When not parenting, blogging, working, or watching way too much television, I also have this thing I work on called The Laptop Project. Essentially, I take broken laptops and fix them up (or part them out to fix other laptops) and give them to people in need. I’ve been doing this for a few years now, but have really been doing a brisk “trade” this year; with help from friends, we’ve given out 63 machines (laptops and tablets). You learn some interesting things about people, doing this.

6. Some People Hoard Tech.
I started doing this back in my freelance tech support days. Time and again, I’d come across clients who had perfectly good “old” laptops sitting on a shelf. Sometimes they’d be broken in some small way and I’d easily be able to fix it for someone else, but the amazing thing is that they still would hold on to it. Sometimes for years.

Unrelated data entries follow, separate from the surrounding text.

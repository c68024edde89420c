//! UI components built with Leptos.
//!
//! - [`Status`] - header bar with session and network info
//! - [`WalletPanel`] - connect/disconnect controls and the account card
//! - [`BalanceLookup`] - arbitrary-address balance lookup form
//! - [`Toasts`] - transient notification overlay
//! - [`icons`] - centralized icon definitions (change theme here)

pub mod icons;
pub mod lookup;
pub mod status;
pub mod toast;
pub mod wallet;

pub use lookup::BalanceLookup;
pub use status::Status;
pub use toast::Toasts;
pub use wallet::WalletPanel;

This leads to the biggest issue I have – I have a date cutoff of 2007. I try to not take any machines older than that. This does not prevent people trying to use me as a garbage dump; we’ve had offers for machines as old as 1997.

Why do you even still HAVE this! Image: oldcomputers.net
Why do you even still HAVE this!
Image: oldcomputers.net

So on the one hand, holding on to old tech does help people like me. On the other, let’s not go nuts. But when you do throw it out, keep in mind the next item on our list.

5. Other People Are Careless With Their Personal Data.
As interesting as the people in #7 are, this one is an important one for the parents in the room. Does your kid’s computer have a password? Great. Guess what? It’s useless.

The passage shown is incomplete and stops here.